**EXERCISE OBJECTIVE:**
In the data below, how many lines contain the string "ConfigError"? Give only the number.

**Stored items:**
[Start of section]
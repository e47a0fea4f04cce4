//! # Catalog Indexer
//!
//! Entry point, configuration and dependency wiring for the catalog
//! indexer workers and batch jobs.

pub mod config;
pub mod logging;

pub use config::{AppConfig, Dependencies, Worker};

use thiserror::Error;

/// Errors that can occur during indexer initialization or execution.
#[derive(Error, Debug)]
pub enum IndexingError {
    /// Configuration error.
    #[error("Configuration error: {0}")]
    ConfigError(String),

    #[error("Invalid input: {0}")]
    Validation(#[from] catalog_indexer_shared::ValidationError),

    /// Pipeline error.
    #[error("Pipeline error: {0}")]
    PipelineError(#[from] catalog_indexer_pipeline::PipelineError),

    /// Search error.
    #[error("Search error: {0}")]
    SearchError(#[from] catalog_indexer_repository::SearchError),

    #[error("Storage error: {0}")]
    StorageError(#[from] catalog_indexer_repository::StorageError),

    #[error("Repository error: {0}")]
    RepositoryError(#[from] catalog_indexer_repository::RepositoryError),

    #[error("Queue error: {0}")]
    QueueError(#[from] catalog_indexer_repository::QueueError),

    #[error("Extraction error: {0}")]
    ExtractionError(#[from] catalog_indexer_repository::ExtractionError),

    #[error("Graph error: {0}")]
    GraphError(#[from] catalog_indexer_repository::GraphError),

    /// IO error.
    #[error("IO error: {0}")]
    IoError(#[from] std::io::Error),
}

impl IndexingError {
    /// Create a configuration error.
    pub fn config(msg: impl Into<String>) -> Self {
        Self::ConfigError(msg.into())
    }
}
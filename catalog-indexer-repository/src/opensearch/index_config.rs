//! OpenSearch index settings and mappings.
//!
//! Two indices back the catalog: the documents index, whose mapping is
//! dynamic because flattened metadata aliases vary per repository, and the
//! stored-query index, whose `query` field is a percolator.

use serde_json::{json, Value};

/// Field holding the percolator query in the stored-query index.
pub const PERCOLATOR_FIELD: &str = "query";

/// Settings and mappings for the documents index.
///
/// - `id` and the attachment descriptors are keywords for exact lookups
///   and reconciliation projections.
/// - `extractedText` and `dc_title` are full-text fields.
/// - Flattened `dc_*` aliases are mapped dynamically as text with a keyword
///   sub-field.
pub fn documents_index_settings() -> Value {
    json!({
        "settings": {
            "number_of_shards": 1,
            "number_of_replicas": 1
        },
        "mappings": {
            "dynamic_templates": [
                {
                    "metadata_aliases": {
                        "match_mapping_type": "string",
                        "match": "dc_*",
                        "mapping": {
                            "type": "text",
                            "fields": { "raw": { "type": "keyword", "ignore_above": 512 } }
                        }
                    }
                }
            ],
            "properties": {
                "id": { "type": "keyword" },
                "uuid": { "type": "keyword" },
                "handle": { "type": "keyword" },
                "name": {
                    "type": "text",
                    "fields": { "raw": { "type": "keyword", "ignore_above": 512 } }
                },
                "lastModified": { "type": "keyword" },
                "extractedText": { "type": "text" },
                "thumbnail": { "type": "keyword", "index": false },
                "metadata": { "type": "object", "enabled": false },
                "bitstreams": {
                    "properties": {
                        "uuid": { "type": "keyword" },
                        "name": { "type": "keyword" },
                        "bundleName": { "type": "keyword" },
                        "mimeType": { "type": "keyword" },
                        "retrieveLink": { "type": "keyword", "index": false },
                        "checkSum": {
                            "properties": {
                                "value": { "type": "keyword" },
                                "checkSumAlgorithm": { "type": "keyword" }
                            }
                        }
                    }
                },
                "tags": {
                    "type": "nested",
                    "properties": {
                        "label": { "type": "keyword" },
                        "uri": { "type": "keyword" },
                        "sourceVocabulary": { "type": "keyword" },
                        "namedGraphReference": { "type": "keyword" }
                    }
                }
            }
        }
    })
}

/// Settings and mappings for the stored-query (percolator) index.
///
/// `title` and `body` mirror the candidate document fields submitted at
/// percolate time; stored queries are written against them.
pub fn stored_queries_index_settings() -> Value {
    json!({
        "settings": {
            "number_of_shards": 1,
            "number_of_replicas": 1
        },
        "mappings": {
            "properties": {
                PERCOLATOR_FIELD: { "type": "percolator" },
                "title": { "type": "text" },
                "body": { "type": "text" },
                "label": { "type": "keyword" },
                "uri": { "type": "keyword" },
                "sourceVocabulary": { "type": "keyword" },
                "namedGraphReference": { "type": "keyword" }
            }
        }
    })
}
[End of section]
**WRITTEN ANSWER:**
2